— PROBLEM DESCRIPTION —
Type out all the records once more, exactly.
======== EXCERPTED DATA
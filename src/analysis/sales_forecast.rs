use chrono::NaiveTime;
use log::info;

use super::{parse_dates, Output};
use crate::config::DashboardConfig;
use crate::data::model::{Table, Value};
use crate::error::{PipelineError, Result};
use crate::model::forecast::{forecast_dates, resample_daily, HoltWinters};

pub const METRICS: [&str; 4] = ["zn", "sb", "tax", "marza"];
pub const SEASONAL_PERIOD: usize = 7;

/// Daily resample, then one Holt-Winters fit per metric. Output columns are
/// `Date` followed by the metrics, one row per forecast day.
pub fn forecast_table(daily_sales: Table, metrics: &[&str], horizon: usize) -> Result<Table> {
    let table = parse_dates(daily_sales, "Date");
    let series = resample_daily(&table, "Date", metrics)?;
    let last = *series
        .dates
        .last()
        .ok_or_else(|| PipelineError::model_fit("holt-winters", "no daily observations"))?;
    info!(
        "sales forecast: {} daily points from {} to {last}",
        series.len(),
        series.dates[0]
    );

    let mut forecasts = Vec::with_capacity(metrics.len());
    for (m, metric) in metrics.iter().enumerate() {
        let model = HoltWinters::fit(&series.values[m], SEASONAL_PERIOD).map_err(|e| match e {
            PipelineError::ModelFit { message, .. } => {
                PipelineError::model_fit(&format!("holt-winters ({metric})"), message)
            }
            other => other,
        })?;
        forecasts.push(model.forecast(horizon));
    }

    let mut out = Table::new(
        std::iter::once("Date")
            .chain(metrics.iter().copied())
            .map(String::from)
            .collect(),
    );
    for (h, day) in forecast_dates(last, horizon).into_iter().enumerate() {
        let mut row = vec![Value::Date(day.and_time(NaiveTime::MIN))];
        row.extend(forecasts.iter().map(|f| Value::Float(f[h])));
        out.push_row(row);
    }
    Ok(out)
}

pub fn run(day_sell: Table, config: &DashboardConfig) -> Result<Vec<Output>> {
    let table = forecast_table(day_sell, &METRICS, config.forecast_horizon)?;
    Ok(vec![Output::new(config.processed_path("sales_forecast.csv"), table)])
}
//! HTTP API module for the Weekly Payroll Engine.
//!
//! This module provides the REST API endpoints for computing daily and
//! weekly pay from attendance records.

mod handlers;
mod request;
mod response;
mod state;

pub use handlers::create_router;
pub use request::{DailySalaryRequest, DayScheduleRequest, EmployeeRequest, WeeklyPayrollRequest};
pub use response::{ApiError, DailySalaryLine, DailySalaryResponse, WeeklyPayrollResponse};
pub use state::AppState;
================
— TASK RESULT —
filename src/analysis/sales_forecast.rs
use chrono::NaiveTime;
use log::info;

use super::{parse_dates, Output};
use crate::config::DashboardConfig;
use crate::data::model::{Table, Value};
use crate::error::{PipelineError, Result};
use crate::model::forecast::{forecast_dates, resample_daily, HoltWinters};

pub const METRICS: [&str; 4] = ["zn", "sb", "tax", "marza"];
pub const SEASONAL_PERIOD: usize = 7;

/// Daily resample, then one Holt-Winters fit per metric. Output columns are
/// `Date` followed by the metrics, one row per forecast day.
pub fn forecast_table(daily_sales: Table, metrics: &[&str], horizon: usize) -> Result<Table> {
    let table = parse_dates(daily_sales, "Date");
    let series = resample_daily(&table, "Date", metrics)?;
    let last = *series
        .dates
        .last()
        .ok_or_else(|| PipelineError::model_fit("holt-winters", "no daily observations"))?;
    info!(
        "sales forecast: {} daily points from {} to {last}",
        series.len(),
        series.dates[0]
    );

    let mut forecasts = Vec::with_capacity(metrics.len());
    for (m, metric) in metrics.iter().enumerate() {
        let model = HoltWinters::fit(&series.values[m], SEASONAL_PERIOD).map_err(|e| match e {
            PipelineError::ModelFit { message, .. } => {
                PipelineError::model_fit(&format!("holt-winters ({metric})"), message)
            }
            other => other,
        })?;
        forecasts.push(model.forecast(horizon));
    }

    let mut out = Table::new(
        std::iter::once("Date")
            .chain(metrics.iter().copied())
            .map(String::from)
            .collect(),
    );
    for (h, day) in forecast_dates(last, horizon).into_iter().enumerate() {
        let mut row = vec![Value::Date(day.and_time(NaiveTime::MIN))];
        row.extend(forecasts.iter().map(|f| Value::Float(f[h])));
        out.push_row(row);
    }
    Ok(out)
}

pub fn run(day_sell: Table, config: &DashboardConfig) -> Result<Vec<Output>> {
    let table = forecast_table(day_sell, &METRICS, config.forecast_horizon)?;
    Ok(vec![Output::new(config.processed_path("sales_forecast.csv"), table)])
}
//! HTTP API module for the Weekly Payroll Engine.
//!
//! This module provides the REST API endpoints for computing daily and
//! weekly pay from attendance records.

mod handlers;
mod request;
mod response;
mod state;

pub use handlers::create_router;
pub use request::{DailySalaryRequest, DayScheduleRequest, EmployeeRequest, WeeklyPayrollRequest};
pub use response::{ApiError, DailySalaryLine, DailySalaryResponse, WeeklyPayrollResponse};
pub use state::AppState;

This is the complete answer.